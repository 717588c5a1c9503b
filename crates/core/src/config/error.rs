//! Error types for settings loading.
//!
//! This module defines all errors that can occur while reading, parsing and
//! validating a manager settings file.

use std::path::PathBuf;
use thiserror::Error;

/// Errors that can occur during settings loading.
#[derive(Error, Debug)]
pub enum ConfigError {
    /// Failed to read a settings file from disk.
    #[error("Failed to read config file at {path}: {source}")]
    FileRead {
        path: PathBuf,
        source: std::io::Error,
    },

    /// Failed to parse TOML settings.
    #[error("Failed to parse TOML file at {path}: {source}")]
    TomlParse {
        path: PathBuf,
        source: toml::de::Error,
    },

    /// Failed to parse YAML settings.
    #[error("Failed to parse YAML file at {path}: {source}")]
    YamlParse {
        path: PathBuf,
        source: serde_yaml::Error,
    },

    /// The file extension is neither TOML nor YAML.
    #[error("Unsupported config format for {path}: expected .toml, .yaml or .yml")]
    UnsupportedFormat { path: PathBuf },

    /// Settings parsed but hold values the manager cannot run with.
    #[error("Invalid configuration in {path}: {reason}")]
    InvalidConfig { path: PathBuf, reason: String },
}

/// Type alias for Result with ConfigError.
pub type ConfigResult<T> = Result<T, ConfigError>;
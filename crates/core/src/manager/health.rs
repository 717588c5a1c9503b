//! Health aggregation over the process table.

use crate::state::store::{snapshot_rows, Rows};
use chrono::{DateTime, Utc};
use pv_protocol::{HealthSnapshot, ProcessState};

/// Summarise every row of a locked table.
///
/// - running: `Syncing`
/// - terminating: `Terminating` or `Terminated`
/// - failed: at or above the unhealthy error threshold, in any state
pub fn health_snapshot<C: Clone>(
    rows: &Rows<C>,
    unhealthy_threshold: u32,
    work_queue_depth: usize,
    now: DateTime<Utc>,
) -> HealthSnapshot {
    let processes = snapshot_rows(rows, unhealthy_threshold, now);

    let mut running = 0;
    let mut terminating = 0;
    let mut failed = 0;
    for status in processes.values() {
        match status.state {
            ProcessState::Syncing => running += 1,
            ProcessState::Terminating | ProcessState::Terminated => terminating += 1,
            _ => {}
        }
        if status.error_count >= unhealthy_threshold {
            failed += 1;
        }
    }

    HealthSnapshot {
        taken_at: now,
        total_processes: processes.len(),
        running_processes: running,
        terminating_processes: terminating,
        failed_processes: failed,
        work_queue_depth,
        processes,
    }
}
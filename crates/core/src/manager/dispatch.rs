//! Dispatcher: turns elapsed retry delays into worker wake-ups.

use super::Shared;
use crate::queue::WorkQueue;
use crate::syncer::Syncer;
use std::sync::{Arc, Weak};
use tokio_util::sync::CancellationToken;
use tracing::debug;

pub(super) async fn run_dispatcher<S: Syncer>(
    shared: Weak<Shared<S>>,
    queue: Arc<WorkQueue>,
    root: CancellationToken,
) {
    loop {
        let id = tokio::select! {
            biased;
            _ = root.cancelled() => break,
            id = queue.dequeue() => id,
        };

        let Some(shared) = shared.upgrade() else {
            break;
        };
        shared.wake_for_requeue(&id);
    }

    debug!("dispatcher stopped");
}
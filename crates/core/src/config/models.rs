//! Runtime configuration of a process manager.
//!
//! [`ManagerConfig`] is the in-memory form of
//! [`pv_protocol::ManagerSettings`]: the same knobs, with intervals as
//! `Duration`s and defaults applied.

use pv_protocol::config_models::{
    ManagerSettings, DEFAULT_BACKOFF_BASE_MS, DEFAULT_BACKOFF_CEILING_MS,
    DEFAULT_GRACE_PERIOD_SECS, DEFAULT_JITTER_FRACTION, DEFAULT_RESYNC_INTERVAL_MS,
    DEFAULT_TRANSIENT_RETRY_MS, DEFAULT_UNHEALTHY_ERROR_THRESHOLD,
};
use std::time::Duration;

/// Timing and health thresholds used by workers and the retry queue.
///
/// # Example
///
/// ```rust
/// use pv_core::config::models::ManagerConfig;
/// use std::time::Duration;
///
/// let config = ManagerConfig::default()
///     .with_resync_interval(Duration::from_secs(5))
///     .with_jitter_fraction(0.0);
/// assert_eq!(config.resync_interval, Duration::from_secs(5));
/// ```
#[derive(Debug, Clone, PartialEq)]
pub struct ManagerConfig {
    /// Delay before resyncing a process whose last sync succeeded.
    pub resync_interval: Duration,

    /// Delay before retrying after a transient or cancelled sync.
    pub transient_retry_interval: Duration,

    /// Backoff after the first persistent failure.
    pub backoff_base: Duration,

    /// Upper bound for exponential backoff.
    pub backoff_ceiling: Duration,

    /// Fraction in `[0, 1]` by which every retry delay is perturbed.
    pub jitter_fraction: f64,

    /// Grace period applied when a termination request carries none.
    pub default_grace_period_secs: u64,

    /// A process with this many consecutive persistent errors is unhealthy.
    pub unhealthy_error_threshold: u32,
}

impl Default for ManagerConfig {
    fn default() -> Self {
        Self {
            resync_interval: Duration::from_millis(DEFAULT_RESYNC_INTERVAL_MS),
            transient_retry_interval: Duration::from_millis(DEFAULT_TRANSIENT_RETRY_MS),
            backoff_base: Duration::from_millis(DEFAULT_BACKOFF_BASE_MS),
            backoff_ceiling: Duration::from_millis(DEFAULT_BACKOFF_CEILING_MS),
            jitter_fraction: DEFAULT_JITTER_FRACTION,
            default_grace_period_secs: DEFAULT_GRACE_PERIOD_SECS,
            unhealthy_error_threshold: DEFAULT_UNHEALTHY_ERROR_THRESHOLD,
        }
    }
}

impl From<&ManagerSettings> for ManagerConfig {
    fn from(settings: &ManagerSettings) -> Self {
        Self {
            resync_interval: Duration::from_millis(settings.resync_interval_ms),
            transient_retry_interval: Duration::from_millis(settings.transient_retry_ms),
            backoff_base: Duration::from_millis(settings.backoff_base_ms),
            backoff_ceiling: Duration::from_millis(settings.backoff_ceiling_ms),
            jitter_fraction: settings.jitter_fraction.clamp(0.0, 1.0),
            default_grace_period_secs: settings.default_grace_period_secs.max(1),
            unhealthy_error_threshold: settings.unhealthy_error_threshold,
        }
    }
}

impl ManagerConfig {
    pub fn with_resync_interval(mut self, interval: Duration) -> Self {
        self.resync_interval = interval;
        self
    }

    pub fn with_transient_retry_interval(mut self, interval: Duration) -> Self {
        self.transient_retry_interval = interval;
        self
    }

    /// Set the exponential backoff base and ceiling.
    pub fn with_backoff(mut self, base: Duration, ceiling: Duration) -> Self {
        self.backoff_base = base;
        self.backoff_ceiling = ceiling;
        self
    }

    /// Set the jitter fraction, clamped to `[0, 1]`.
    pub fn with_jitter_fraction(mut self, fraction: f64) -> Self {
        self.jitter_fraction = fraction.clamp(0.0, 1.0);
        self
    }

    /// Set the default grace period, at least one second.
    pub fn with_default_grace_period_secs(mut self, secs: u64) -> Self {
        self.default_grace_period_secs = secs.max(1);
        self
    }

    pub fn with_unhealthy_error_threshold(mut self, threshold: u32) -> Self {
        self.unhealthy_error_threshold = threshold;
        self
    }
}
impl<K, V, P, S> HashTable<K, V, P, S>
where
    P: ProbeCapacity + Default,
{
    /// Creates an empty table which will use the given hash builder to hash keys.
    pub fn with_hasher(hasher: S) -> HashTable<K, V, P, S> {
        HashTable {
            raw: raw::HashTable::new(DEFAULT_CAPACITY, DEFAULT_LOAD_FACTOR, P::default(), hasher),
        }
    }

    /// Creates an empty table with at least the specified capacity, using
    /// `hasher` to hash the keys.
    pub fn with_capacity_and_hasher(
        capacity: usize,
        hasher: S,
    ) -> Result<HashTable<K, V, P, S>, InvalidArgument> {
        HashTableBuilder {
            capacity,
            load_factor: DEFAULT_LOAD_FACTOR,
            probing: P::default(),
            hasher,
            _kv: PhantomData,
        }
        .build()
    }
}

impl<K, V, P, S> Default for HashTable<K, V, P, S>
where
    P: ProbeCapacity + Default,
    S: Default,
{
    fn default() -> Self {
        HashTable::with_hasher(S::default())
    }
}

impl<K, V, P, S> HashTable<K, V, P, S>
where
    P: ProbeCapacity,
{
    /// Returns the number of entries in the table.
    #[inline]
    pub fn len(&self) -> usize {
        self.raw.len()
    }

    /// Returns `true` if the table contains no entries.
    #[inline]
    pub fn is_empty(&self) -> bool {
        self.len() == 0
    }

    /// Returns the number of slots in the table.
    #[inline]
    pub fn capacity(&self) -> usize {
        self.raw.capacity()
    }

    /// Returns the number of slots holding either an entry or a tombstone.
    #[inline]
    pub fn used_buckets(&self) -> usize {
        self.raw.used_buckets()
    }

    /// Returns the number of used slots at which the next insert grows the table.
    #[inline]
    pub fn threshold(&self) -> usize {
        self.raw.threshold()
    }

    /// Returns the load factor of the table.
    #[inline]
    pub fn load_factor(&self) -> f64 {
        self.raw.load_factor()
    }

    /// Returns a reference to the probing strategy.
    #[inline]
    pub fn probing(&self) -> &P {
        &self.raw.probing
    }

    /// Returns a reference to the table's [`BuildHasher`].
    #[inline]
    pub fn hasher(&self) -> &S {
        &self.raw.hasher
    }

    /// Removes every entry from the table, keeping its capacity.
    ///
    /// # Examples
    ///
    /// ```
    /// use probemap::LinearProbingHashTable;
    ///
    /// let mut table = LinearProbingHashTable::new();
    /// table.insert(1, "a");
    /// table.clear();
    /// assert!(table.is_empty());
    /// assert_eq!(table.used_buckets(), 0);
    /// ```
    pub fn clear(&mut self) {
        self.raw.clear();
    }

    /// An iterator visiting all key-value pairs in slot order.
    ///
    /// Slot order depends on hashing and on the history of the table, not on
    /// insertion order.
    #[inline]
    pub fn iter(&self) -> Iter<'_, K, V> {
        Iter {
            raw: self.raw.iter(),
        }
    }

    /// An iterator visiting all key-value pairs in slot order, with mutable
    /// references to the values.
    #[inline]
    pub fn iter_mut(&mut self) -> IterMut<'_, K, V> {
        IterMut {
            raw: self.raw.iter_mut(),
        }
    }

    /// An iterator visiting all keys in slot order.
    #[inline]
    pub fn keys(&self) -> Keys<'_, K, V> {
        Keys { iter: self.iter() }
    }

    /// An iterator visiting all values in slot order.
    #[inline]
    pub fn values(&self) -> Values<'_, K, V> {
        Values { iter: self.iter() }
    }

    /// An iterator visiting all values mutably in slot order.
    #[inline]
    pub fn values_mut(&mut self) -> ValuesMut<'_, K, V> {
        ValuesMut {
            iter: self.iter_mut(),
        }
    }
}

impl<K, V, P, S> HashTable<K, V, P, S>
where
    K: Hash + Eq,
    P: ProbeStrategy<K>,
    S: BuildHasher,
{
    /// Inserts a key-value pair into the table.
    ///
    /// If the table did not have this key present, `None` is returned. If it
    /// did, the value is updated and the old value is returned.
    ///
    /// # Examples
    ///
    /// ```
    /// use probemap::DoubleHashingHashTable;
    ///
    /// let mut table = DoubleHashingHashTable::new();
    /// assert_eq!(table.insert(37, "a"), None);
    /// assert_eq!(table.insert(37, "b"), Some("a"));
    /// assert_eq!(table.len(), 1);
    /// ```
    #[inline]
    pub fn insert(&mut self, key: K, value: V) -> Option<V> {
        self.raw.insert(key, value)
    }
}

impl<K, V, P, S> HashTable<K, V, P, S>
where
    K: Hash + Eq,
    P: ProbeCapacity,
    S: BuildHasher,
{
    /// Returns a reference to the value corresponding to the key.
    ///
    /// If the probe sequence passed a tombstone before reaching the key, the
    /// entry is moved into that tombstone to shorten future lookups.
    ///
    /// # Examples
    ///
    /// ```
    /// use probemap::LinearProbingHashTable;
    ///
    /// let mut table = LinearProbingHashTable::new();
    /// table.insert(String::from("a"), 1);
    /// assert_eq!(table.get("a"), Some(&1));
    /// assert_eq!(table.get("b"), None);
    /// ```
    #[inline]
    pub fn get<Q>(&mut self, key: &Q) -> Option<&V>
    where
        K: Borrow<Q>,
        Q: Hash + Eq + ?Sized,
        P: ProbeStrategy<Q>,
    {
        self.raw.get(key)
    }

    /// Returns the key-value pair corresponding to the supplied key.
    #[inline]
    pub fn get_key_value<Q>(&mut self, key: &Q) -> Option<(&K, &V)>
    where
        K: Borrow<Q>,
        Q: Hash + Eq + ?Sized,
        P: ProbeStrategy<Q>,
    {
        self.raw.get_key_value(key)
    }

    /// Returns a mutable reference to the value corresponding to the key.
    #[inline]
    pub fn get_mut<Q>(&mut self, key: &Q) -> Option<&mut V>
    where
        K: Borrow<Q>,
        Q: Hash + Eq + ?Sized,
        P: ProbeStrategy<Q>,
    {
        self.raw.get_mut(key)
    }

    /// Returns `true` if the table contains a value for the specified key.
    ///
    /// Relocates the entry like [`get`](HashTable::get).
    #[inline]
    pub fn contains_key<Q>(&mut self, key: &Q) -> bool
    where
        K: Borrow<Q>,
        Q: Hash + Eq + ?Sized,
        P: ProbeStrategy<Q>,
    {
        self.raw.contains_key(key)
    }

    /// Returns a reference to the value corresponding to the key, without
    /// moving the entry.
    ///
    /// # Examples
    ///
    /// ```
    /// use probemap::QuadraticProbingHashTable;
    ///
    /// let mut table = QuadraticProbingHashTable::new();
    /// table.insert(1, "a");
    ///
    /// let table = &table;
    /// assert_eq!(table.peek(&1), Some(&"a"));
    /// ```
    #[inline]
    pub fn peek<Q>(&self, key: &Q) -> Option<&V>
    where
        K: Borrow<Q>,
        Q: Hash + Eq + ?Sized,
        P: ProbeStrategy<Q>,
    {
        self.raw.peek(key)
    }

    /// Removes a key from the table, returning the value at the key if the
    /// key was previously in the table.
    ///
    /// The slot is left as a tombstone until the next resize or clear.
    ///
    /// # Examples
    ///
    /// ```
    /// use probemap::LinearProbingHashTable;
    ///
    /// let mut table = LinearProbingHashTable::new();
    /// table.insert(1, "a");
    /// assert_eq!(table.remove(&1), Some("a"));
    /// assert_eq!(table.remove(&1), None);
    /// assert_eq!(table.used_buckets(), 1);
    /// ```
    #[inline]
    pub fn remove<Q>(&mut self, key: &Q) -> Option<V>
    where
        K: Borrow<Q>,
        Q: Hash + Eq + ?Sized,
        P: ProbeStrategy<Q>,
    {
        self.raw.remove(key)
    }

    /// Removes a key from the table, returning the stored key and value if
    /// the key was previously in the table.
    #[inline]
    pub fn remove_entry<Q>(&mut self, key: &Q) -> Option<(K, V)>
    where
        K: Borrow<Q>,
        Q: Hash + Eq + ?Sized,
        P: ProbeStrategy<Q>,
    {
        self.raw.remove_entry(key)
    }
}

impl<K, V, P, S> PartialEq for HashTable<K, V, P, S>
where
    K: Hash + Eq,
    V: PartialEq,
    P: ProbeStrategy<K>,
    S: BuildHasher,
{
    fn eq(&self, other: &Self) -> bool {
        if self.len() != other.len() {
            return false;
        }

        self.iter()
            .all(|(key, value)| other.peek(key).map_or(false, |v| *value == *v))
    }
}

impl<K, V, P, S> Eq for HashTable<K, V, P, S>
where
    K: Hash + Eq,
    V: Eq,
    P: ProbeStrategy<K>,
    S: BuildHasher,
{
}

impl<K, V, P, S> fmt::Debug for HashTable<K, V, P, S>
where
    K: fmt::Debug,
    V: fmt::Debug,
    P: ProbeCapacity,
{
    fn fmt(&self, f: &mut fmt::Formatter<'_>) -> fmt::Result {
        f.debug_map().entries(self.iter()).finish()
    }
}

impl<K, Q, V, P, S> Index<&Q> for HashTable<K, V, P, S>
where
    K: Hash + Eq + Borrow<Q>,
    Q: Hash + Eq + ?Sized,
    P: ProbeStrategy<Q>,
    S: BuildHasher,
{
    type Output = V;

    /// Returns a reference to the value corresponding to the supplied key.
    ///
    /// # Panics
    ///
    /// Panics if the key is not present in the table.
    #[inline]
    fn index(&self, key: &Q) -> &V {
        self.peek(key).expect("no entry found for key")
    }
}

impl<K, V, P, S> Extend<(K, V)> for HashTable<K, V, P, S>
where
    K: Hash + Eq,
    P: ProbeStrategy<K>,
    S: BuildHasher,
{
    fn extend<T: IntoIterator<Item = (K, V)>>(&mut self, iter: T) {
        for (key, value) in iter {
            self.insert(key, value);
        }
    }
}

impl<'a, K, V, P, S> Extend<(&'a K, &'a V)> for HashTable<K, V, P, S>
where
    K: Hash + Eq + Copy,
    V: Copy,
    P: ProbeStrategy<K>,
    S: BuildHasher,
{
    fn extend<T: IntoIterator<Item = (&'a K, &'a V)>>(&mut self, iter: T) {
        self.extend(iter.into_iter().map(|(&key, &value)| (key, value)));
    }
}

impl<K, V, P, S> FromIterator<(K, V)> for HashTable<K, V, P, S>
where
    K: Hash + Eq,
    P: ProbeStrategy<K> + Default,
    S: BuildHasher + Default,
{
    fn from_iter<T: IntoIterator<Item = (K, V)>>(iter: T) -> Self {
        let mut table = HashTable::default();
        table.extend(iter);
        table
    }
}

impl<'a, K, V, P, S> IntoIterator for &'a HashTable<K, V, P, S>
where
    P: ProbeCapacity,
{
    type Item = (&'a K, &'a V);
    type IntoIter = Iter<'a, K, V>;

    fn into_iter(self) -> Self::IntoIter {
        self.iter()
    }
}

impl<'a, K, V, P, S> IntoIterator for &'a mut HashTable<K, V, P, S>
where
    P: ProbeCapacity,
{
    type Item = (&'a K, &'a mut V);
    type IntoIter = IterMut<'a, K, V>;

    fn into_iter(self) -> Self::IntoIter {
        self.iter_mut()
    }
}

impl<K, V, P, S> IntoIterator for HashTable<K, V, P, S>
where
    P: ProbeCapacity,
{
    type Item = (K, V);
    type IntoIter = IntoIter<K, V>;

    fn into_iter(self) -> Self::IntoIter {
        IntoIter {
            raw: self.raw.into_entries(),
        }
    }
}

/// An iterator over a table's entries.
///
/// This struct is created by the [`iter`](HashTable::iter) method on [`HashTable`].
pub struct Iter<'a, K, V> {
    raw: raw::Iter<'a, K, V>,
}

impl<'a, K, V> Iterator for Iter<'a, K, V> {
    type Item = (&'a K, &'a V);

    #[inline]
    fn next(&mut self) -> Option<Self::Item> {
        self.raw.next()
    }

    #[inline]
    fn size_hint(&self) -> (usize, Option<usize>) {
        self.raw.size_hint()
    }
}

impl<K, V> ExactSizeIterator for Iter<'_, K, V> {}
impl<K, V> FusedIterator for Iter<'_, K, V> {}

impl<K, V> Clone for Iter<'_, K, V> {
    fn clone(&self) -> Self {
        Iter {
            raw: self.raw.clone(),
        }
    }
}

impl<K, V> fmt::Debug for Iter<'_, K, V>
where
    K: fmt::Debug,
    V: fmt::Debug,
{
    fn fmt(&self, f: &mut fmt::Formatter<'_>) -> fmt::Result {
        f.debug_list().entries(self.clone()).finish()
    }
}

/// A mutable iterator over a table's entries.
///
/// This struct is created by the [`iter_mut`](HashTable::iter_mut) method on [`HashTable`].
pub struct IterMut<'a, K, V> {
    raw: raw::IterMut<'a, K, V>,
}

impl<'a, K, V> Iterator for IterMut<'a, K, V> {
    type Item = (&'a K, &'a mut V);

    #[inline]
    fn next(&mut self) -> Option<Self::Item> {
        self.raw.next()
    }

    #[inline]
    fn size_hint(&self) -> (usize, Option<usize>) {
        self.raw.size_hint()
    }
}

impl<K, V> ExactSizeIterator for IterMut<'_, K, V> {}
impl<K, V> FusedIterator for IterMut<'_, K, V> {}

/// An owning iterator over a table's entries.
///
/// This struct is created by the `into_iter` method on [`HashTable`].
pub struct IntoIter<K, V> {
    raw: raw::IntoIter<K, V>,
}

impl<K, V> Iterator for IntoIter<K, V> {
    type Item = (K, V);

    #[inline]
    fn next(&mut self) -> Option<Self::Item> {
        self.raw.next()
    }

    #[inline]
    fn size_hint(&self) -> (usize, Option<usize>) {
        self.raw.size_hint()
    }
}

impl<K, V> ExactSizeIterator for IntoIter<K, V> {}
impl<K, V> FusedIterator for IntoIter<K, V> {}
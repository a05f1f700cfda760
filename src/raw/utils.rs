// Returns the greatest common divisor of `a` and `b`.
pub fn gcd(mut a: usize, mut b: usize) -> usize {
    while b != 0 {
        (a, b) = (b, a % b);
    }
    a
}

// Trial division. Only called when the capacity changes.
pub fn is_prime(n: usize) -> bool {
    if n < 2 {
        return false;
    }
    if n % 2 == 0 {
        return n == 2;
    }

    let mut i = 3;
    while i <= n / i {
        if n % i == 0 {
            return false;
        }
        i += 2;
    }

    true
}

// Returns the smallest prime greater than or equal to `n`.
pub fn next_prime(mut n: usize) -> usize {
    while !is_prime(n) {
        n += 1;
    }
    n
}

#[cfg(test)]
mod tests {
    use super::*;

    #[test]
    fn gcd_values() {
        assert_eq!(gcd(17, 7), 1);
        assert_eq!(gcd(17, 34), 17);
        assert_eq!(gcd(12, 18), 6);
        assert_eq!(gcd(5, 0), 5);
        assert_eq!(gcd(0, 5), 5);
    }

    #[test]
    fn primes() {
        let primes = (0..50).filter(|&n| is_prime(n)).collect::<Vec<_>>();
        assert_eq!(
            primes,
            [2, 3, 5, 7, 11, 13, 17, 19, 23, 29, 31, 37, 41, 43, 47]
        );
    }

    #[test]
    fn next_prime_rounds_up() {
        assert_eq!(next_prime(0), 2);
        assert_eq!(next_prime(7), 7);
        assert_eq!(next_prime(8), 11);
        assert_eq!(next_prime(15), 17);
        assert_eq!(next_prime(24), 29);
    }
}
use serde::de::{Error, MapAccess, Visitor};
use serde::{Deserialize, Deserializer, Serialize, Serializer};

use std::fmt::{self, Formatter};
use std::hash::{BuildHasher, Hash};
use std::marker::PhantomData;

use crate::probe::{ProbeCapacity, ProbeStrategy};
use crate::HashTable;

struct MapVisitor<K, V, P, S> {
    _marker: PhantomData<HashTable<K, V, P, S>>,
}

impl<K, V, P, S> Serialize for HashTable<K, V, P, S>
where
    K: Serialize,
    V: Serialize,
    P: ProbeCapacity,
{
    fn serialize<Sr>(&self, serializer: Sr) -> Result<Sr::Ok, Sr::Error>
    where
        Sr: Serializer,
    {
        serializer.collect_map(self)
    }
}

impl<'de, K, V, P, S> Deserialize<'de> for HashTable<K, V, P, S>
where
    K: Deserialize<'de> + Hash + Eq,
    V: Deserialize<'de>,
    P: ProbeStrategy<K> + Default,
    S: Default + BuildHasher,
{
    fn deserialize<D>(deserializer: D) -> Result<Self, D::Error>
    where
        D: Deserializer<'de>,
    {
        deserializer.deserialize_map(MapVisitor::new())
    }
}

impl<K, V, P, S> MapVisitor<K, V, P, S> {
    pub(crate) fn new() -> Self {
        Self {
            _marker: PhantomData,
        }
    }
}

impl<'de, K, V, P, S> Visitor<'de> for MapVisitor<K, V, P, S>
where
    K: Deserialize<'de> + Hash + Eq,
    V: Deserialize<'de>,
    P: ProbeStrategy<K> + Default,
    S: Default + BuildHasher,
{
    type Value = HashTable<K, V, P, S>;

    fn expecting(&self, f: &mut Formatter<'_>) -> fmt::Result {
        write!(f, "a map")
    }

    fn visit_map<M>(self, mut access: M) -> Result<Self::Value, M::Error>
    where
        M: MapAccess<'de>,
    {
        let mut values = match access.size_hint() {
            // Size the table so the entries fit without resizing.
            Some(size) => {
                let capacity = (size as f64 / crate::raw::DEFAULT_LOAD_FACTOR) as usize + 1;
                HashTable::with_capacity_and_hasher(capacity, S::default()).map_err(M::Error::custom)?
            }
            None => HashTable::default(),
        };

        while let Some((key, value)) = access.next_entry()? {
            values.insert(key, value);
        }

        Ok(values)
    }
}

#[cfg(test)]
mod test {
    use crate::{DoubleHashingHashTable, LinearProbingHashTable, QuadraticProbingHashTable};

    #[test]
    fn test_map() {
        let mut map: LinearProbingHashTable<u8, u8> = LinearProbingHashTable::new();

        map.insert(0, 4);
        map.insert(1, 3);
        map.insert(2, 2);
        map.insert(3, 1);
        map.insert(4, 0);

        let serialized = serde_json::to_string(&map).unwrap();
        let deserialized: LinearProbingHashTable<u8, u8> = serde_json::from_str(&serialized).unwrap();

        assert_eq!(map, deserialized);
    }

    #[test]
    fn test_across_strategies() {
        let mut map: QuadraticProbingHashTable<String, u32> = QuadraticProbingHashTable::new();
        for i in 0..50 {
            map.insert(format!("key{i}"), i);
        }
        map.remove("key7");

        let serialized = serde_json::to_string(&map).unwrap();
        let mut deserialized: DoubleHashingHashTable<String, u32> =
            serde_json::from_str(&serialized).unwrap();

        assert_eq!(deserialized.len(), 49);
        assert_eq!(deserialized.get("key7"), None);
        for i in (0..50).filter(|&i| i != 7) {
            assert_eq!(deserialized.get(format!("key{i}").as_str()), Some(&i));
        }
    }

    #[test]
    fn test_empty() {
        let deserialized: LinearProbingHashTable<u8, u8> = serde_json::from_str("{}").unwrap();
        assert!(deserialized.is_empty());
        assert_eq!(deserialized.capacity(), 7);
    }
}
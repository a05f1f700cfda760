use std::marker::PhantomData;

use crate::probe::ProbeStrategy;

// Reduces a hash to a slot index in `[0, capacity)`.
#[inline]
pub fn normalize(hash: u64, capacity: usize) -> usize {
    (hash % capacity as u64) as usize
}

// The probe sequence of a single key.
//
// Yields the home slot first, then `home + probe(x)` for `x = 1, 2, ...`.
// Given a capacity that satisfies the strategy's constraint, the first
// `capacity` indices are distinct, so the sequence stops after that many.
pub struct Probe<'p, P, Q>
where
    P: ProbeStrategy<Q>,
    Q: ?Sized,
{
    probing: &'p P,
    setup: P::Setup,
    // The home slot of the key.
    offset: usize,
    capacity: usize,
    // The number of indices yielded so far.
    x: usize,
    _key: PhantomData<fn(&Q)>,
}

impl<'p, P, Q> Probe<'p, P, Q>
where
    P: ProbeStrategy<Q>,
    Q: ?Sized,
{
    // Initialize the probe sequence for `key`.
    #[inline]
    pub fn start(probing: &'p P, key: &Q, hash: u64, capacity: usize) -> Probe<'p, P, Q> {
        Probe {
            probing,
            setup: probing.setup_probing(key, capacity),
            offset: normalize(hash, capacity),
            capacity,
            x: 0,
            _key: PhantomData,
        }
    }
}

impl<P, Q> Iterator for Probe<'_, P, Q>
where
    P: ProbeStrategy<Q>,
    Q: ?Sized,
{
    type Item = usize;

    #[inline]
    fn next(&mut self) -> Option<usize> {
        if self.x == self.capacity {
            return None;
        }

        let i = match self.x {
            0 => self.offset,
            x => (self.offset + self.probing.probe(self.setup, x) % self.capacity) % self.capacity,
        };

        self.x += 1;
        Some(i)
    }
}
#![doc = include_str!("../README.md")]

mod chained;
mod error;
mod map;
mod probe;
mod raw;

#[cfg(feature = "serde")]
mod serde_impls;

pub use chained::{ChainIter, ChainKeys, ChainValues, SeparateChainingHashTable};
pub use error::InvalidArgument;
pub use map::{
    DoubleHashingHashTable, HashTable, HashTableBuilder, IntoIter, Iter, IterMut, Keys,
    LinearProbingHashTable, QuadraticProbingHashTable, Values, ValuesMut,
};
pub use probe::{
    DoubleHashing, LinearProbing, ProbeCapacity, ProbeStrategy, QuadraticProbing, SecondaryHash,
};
◇ ◇ ◇ ◇ ◇
Among the entries, how many lines include the word "HealthSnapshot"? Give only the number.

3